In the composition of the story, as in any small form, the ending is very important, which is either in the nature of a plot denouement or an emotional ending. Also noteworthy are those endings that do not resolve the conflict, but only demonstrate its insolubility; so-called "open" finals, as in "The Lady with the Dog" by Chekhov.

One of the genre varieties of the story is short story.The novella is an action-packed narration, the action in it develops quickly, dynamically, strives for a denouement, which contains the whole meaning of what was told: first of all, with its help, the author gives an understanding of the life situation, makes a "judgment" on the characters depicted. In short stories, the plot is compressed, the action is concentrated. The rapidly developing plot is characterized by a very economical system of characters: there are usually just as many of them as needed so that the action could develop continuously. Episodic characters are introduced (if introduced at all) only to give impetus to the plot action and then immediately disappear. In the novel, as a rule, there are no subplots, author's deviations; from the past of the heroes only what is absolutely necessary for understanding the conflict and the plot is reported. Descriptive elements that do not advance the action are minimized and appear almost exclusively at the beginning: later, towards the end, they will interfere, inhibiting the development of the action and distracting attention.

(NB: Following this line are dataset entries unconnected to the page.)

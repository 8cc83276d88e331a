use crate::domain::book::{MAX_LOANS, ReservationQueue};
use crate::domain::commands::{BorrowBook, CancelReservation, ExtendLoan, ReserveBook, ReturnBook};
use crate::domain::errors::RejectReason;
use crate::domain::value_objects::MemberId;

use super::ServiceDependencies;
use super::errors::{Result, ServiceError};

/// 返却操作の結果
///
/// 返却の拒否は理由コードを持たない（現行の契約）。
/// 成功時はハンドオフで次に貸し出された会員を運ぶ。
#[derive(Debug, Clone, PartialEq, Eq)]
pub enum ReturnOutcome {
    /// 返却は受理されなかった
    Rejected,
    /// 返却成功。ハンドオフ先の会員（いなければNone）
    Returned { next: Option<MemberId> },
}

/// 書籍を借りる
///
/// エラーの優先順位（最初に該当したものが返る）：
/// 1. BOOK_NOT_FOUND
/// 2. MEMBER_NOT_FOUND
/// 3. BORROW_LIMIT - 貸出中の冊数が上限（5冊）
/// 4. ALREADY_BORROWED / BOOK_UNAVAILABLE - 既に貸出中
/// 5. RESERVED - 予約キューの先頭が別の会員
///
/// 成功時：キューの先頭が本人なら取り除き、貸出を開始して保存する。
pub async fn borrow_book(deps: &ServiceDependencies, cmd: BorrowBook) -> Result<()> {
    let _guard = deps.book_locks.acquire(cmd.book_id.as_str()).await;

    // 1. 書籍の存在確認
    let mut book = deps
        .book_repo
        .find_by_id(&cmd.book_id)
        .await?
        .ok_or(ServiceError::Rejected(RejectReason::BookNotFound))?;

    // 2. 会員の存在確認
    if !deps.member_repo.exists_by_id(&cmd.member_id).await? {
        return Err(RejectReason::MemberNotFound.into());
    }

    // 3. 貸出上限確認
    if deps.book_repo.count_by_loaned_to(&cmd.member_id).await? >= MAX_LOANS {
        return Err(RejectReason::BorrowLimit.into());
    }

    // 4. 貸出中の確認
    if let Some(borrower) = book.loan.borrower() {
        let reason = if borrower == &cmd.member_id {
            RejectReason::AlreadyBorrowed
        } else {
            RejectReason::BookUnavailable
        };
        return Err(reason.into());
    }

    // 5. 予約キューの先頭確認
    if let Some(head) = book.queue.head() {
        if head != &cmd.member_id {
            return Err(RejectReason::Reserved.into());
        }
    }

    // 6. 貸出開始（先頭に並んでいた本人はキューから外れる）
    book.start_loan(cmd.member_id, cmd.today);
    deps.book_repo.save(book).await?;
    Ok(())
}

/// 書籍を返却する
///
/// 失敗条件（いずれも理由コードなしのRejected）：
/// - 書籍が存在しない
/// - 書籍が貸出中でない
/// - 会員が存在しない
/// - 返却者が借り手でない
///
/// 成功時は貸出を終了し、ハンドオフプロトコルを実行する。ハンドオフ先が
/// 選出された場合、その会員への新しい貸出が返却と同時に（1回の保存で）
/// 開始される。
pub async fn return_book(deps: &ServiceDependencies, cmd: ReturnBook) -> Result<ReturnOutcome> {
    let _guard = deps.book_locks.acquire(cmd.book_id.as_str()).await;

    let Some(mut book) = deps.book_repo.find_by_id(&cmd.book_id).await? else {
        return Ok(ReturnOutcome::Rejected);
    };
    if !deps.member_repo.exists_by_id(&cmd.member_id).await? {
        return Ok(ReturnOutcome::Rejected);
    }
    // 借り手でない（未貸出を含む）場合は拒否
    if !book.is_loaned_to(&cmd.member_id) {
        return Ok(ReturnOutcome::Rejected);
    }

    book.end_loan();

    // ハンドオフ：適格な会員がいればそのまま新しい貸出を開始する
    let next = elect_next(deps, &mut book.queue).await?;
    if let Some(next_member) = &next {
        book.start_loan(next_member.clone(), cmd.today);
    }

    deps.book_repo.save(book).await?;
    Ok(ReturnOutcome::Returned { next })
}

/// ハンドオフプロトコル：キューの先頭から適格な会員を走査する
///
/// 不適格な先頭（存在しない会員、または貸出上限に達した会員）は
/// 恒久的にキューから取り除かれる。これにより走査は必ず前進し、
/// 適格な会員の間ではFIFO順が保たれる。
async fn elect_next(
    deps: &ServiceDependencies,
    queue: &mut ReservationQueue,
) -> Result<Option<MemberId>> {
    while let Some(candidate) = queue.pop_head() {
        if deps.member_repo.exists_by_id(&candidate).await?
            && deps.book_repo.count_by_loaned_to(&candidate).await? < MAX_LOANS
        {
            return Ok(Some(candidate));
        }
        // 不適格な先頭は捨てて走査を続ける
    }
    Ok(None)
}

/// 書籍を予約する
///
/// エラーの優先順位：
/// 1. BOOK_NOT_FOUND
/// 2. MEMBER_NOT_FOUND
/// 3. ALREADY_BORROWED - 自分が借りている書籍は予約不可
/// 4. ALREADY_RESERVED - 既に並んでいる
///
/// 成功時：書籍が空きでかつ貸出上限に達していなければ即時貸出
/// （キューには触れない）。そうでなければキューの末尾に追加する。
pub async fn reserve_book(deps: &ServiceDependencies, cmd: ReserveBook) -> Result<()> {
    let _guard = deps.book_locks.acquire(cmd.book_id.as_str()).await;

    // 1. 書籍の存在確認
    let mut book = deps
        .book_repo
        .find_by_id(&cmd.book_id)
        .await?
        .ok_or(ServiceError::Rejected(RejectReason::BookNotFound))?;

    // 2. 会員の存在確認
    if !deps.member_repo.exists_by_id(&cmd.member_id).await? {
        return Err(RejectReason::MemberNotFound.into());
    }

    // 3. 自分の貸出確認
    if book.is_loaned_to(&cmd.member_id) {
        return Err(RejectReason::AlreadyBorrowed.into());
    }

    // 4. 重複予約確認
    if book.queue.contains(&cmd.member_id) {
        return Err(RejectReason::AlreadyReserved.into());
    }

    // 5. 即時貸出、またはキューに追加
    if book.loan.is_free() && deps.book_repo.count_by_loaned_to(&cmd.member_id).await? < MAX_LOANS
    {
        book.start_loan(cmd.member_id, cmd.today);
    } else {
        book.queue.push_back(cmd.member_id);
    }

    deps.book_repo.save(book).await?;
    Ok(())
}

/// 予約を取り消す
///
/// エラー：BOOK_NOT_FOUND、MEMBER_NOT_FOUND、NOT_RESERVED（並んでいない）
pub async fn cancel_reservation(
    deps: &ServiceDependencies,
    cmd: CancelReservation,
) -> Result<()> {
    let _guard = deps.book_locks.acquire(cmd.book_id.as_str()).await;

    // 1. 書籍の存在確認
    let mut book = deps
        .book_repo
        .find_by_id(&cmd.book_id)
        .await?
        .ok_or(ServiceError::Rejected(RejectReason::BookNotFound))?;

    // 2. 会員の存在確認
    if !deps.member_repo.exists_by_id(&cmd.member_id).await? {
        return Err(RejectReason::MemberNotFound.into());
    }

    // 3. キューから取り除く
    if !book.queue.remove(&cmd.member_id) {
        return Err(RejectReason::NotReserved.into());
    }

    deps.book_repo.save(book).await?;
    Ok(())
}

/// 貸出を延長する
///
/// エラーの優先順位：
/// 1. INVALID_EXTENSION - 日数が0
/// 2. BOOK_NOT_FOUND
/// 3. MEMBER_NOT_FOUND
/// 4. NOT_LOANED - 貸出されていない
/// 5. NOT_BORROWER - 借り手でない
/// 6. RESERVATION_EXISTS - 予約キューが空でない
/// 7. MAX_EXTENSION_REACHED - 初回返却期限から90日を超える、または初回返却期限を下回る
///
/// 負の日数（短縮）は、最終的な期限が初回返却期限以上に留まる限り許容される。
pub async fn extend_loan(deps: &ServiceDependencies, cmd: ExtendLoan) -> Result<()> {
    // 1. 日数の確認（書籍の照会より先）
    if cmd.days == 0 {
        return Err(RejectReason::InvalidExtension.into());
    }

    let _guard = deps.book_locks.acquire(cmd.book_id.as_str()).await;

    // 2. 書籍の存在確認
    let mut book = deps
        .book_repo
        .find_by_id(&cmd.book_id)
        .await?
        .ok_or(ServiceError::Rejected(RejectReason::BookNotFound))?;

    // 3. 会員の存在確認
    if !deps.member_repo.exists_by_id(&cmd.member_id).await? {
        return Err(RejectReason::MemberNotFound.into());
    }

    // 4. 貸出状態と借り手の確認
    match book.loan.borrower() {
        None => return Err(RejectReason::NotLoaned.into()),
        Some(borrower) if borrower != &cmd.member_id => {
            return Err(RejectReason::NotBorrower.into());
        }
        Some(_) => {}
    }

    // 5. 予約の確認
    if !book.queue.is_empty() {
        return Err(RejectReason::ReservationExists.into());
    }

    // 6. 期限を延長して保存
    book.extend_due(cmd.days).map_err(ServiceError::Rejected)?;
    deps.book_repo.save(book).await?;
    Ok(())
}

/// 会員が今すぐ借りられるか
///
/// 会員が存在し、かつ貸出中の冊数が上限未満であること。
pub async fn can_member_borrow(deps: &ServiceDependencies, member_id: &MemberId) -> Result<bool> {
    Ok(deps.member_repo.exists_by_id(member_id).await?
        && deps.book_repo.count_by_loaned_to(member_id).await? < MAX_LOANS)
}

When all these tendencies are brought to their logical conclusion, the short story acquires a pronounced structure of an anecdote with all its main features: a very small volume, an unexpected, paradoxical "shock" ending, minimal psychological motivations for actions, the absence of descriptive moments, etc. used Leskov, early Chekhov, Maupassant, O'Henry, D. London, Zoshchenko and many other novelists.

A novel, as a rule, is based on external conflicts, in which contradictions collide (set-up), develop and, having reached the highest point in development and struggle (culmination), are more or less rapidly resolved. In this case, the most important thing is that the colliding contradictions must and can be resolved in the course of the development of the action. For this, contradictions must be sufficiently definite and manifested, the heroes must have some psychological activity in order to strive at all costs to resolve the conflict, and the conflict itself must at least in principle yield to immediate resolution.

Let us consider from this point of view the story of V. Shukshin "The Hunt to Live". A young city guy comes into the hut to the forester Nikitich. It turns out that the guy escaped from prison. Suddenly, the district authorities come to Nikitich to hunt, Nikitich tells the guy to pretend to be asleep, puts the guests to bed and falls asleep himself, and wakes up to find that "Kolya the professor" has left, taking Nikitich's gun and his tobacco pouch with him. Nikitich rushes after him, overtakes the guy and takes his gun away from him. But the guy generally likes Nikitich, he is sorry to let him go alone, in winter, unaccustomed to the taiga and without a gun. The old man leaves a gun for the guy so that when he reaches the village he will hand it over to Nikitich's godfather. But when they had already gone each in their own direction, the guy shoots Nikitich in the back of the head, because “it will be better this way, father. More reliable. "

The clash of characters in the conflict of this novel is very sharp and clear. The incompatibility, the opposition of Nikitich's moral principles - principles based on kindness and trust in people - and the moral norms of "Kolya the professor", who "wants to live" for himself, is "better and more reliable" - also for himself, - the incompatibility of these moral attitudes intensifies in the course of the action and is embodied in a tragic, but inevitable, according to the logic of characters, denouement. Let's note the special significance of the denouement: it not only formally completes the plot action, but exhausts the conflict. The author's assessment of the depicted characters, the author's understanding of the conflict are concentrated precisely in the denouement.

Major genres of epic - noveland epic -differ in their content, primarily in terms of problems. The substantive dominant in the epic is the national one, and in the novel - the novelistic problematic (adventurous or ideological and moral). It is therefore extremely important for a novel to determine which of the two types it belongs to. The poetics of the novel and the epic are also constructed depending on the genre dominant content. The epic gravitates towards plot, the image of the hero in it is built as the quintessence of the typical qualities inherent in the people, ethnic group, class, etc. and other connections with the environment that gave rise to it. In an ideological and moral novel, the dominant style will almost always be psychologism and discord.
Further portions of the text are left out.